§ **Aim of the task**
All of the data that follows should be written out exactly.

(Records for processing begins)

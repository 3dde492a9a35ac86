//! Regulated quantities.
//!
//! Every per-quantity table in the crate (readings, alerts, learned
//! efficiency profiles) is a flat array indexed by [`Quantity`].  This
//! replaces pointer-based cross-references between components: a
//! component that needs "the humidity alert" holds a `Quantity`, not a
//! reference into another object.

/// One of the three regulated environmental quantities.
#[derive(Debug, Clone, Copy, PartialEq, Eq, Hash)]
#[repr(u8)]
pub enum Quantity {
    Temperature = 0,
    Humidity = 1,
    Co2 = 2,
}

impl Quantity {
    /// Total number of quantities — used to size the table arrays.
    pub const COUNT: usize = 3;

    /// All quantities, in table order.
    pub const ALL: [Self; Self::COUNT] = [Self::Temperature, Self::Humidity, Self::Co2];

    /// Convert a table index back to a `Quantity`.  Panics on
    /// out-of-range in debug builds; returns `Temperature` in release
    /// (safe fallback).
    pub fn from_index(idx: usize) -> Self {
        match idx {
            0 => Self::Temperature,
            1 => Self::Humidity,
            2 => Self::Co2,
            _ => {
                debug_assert!(false, "invalid quantity index: {idx}");
                Self::Temperature
            }
        }
    }

    /// Display name.
    pub const fn name(self) -> &'static str {
        match self {
            Self::Temperature => "Temperature",
            Self::Humidity => "Humidity",
            Self::Co2 => "CO2",
        }
    }

    /// Measurement unit, shown after the value.
    pub const fn unit(self) -> &'static str {
        match self {
            Self::Temperature => "°C",
            Self::Humidity => "%",
            Self::Co2 => "ppm",
        }
    }
}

(Records for processing ends)

§ **Answer space**
repository 3dde492a9a35ac86
//! Regulated quantities.
//!
//! Every per-quantity table in the crate (readings, alerts, learned
//! efficiency profiles) is a flat array indexed by [`Quantity`].  This
//! replaces pointer-based cross-references between components: a
//! component that needs "the humidity alert" holds a `Quantity`, not a
//! reference into another object.

/// One of the three regulated environmental quantities.
#[derive(Debug, Clone, Copy, PartialEq, Eq, Hash)]
#[repr(u8)]
pub enum Quantity {
    Temperature = 0,
    Humidity = 1,
    Co2 = 2,
}

impl Quantity {
    /// Total number of quantities — used to size the table arrays.
    pub const COUNT: usize = 3;

    /// All quantities, in table order.
    pub const ALL: [Self; Self::COUNT] = [Self::Temperature, Self::Humidity, Self::Co2];

    /// Convert a table index back to a `Quantity`.  Panics on
    /// out-of-range in debug builds; returns `Temperature` in release
    /// (safe fallback).
    pub fn from_index(idx: usize) -> Self {
        match idx {
            0 => Self::Temperature,
            1 => Self::Humidity,
            2 => Self::Co2,
            _ => {
                debug_assert!(false, "invalid quantity index: {idx}");
                Self::Temperature
            }
        }
    }

    /// Display name.
    pub const fn name(self) -> &'static str {
        match self {
            Self::Temperature => "Temperature",
            Self::Humidity => "Humidity",
            Self::Co2 => "CO2",
        }
    }

    /// Measurement unit, shown after the value.
    pub const fn unit(self) -> &'static str {
        match self {
            Self::Temperature => "°C",
            Self::Humidity => "%",
            Self::Co2 => "ppm",
        }
    }
}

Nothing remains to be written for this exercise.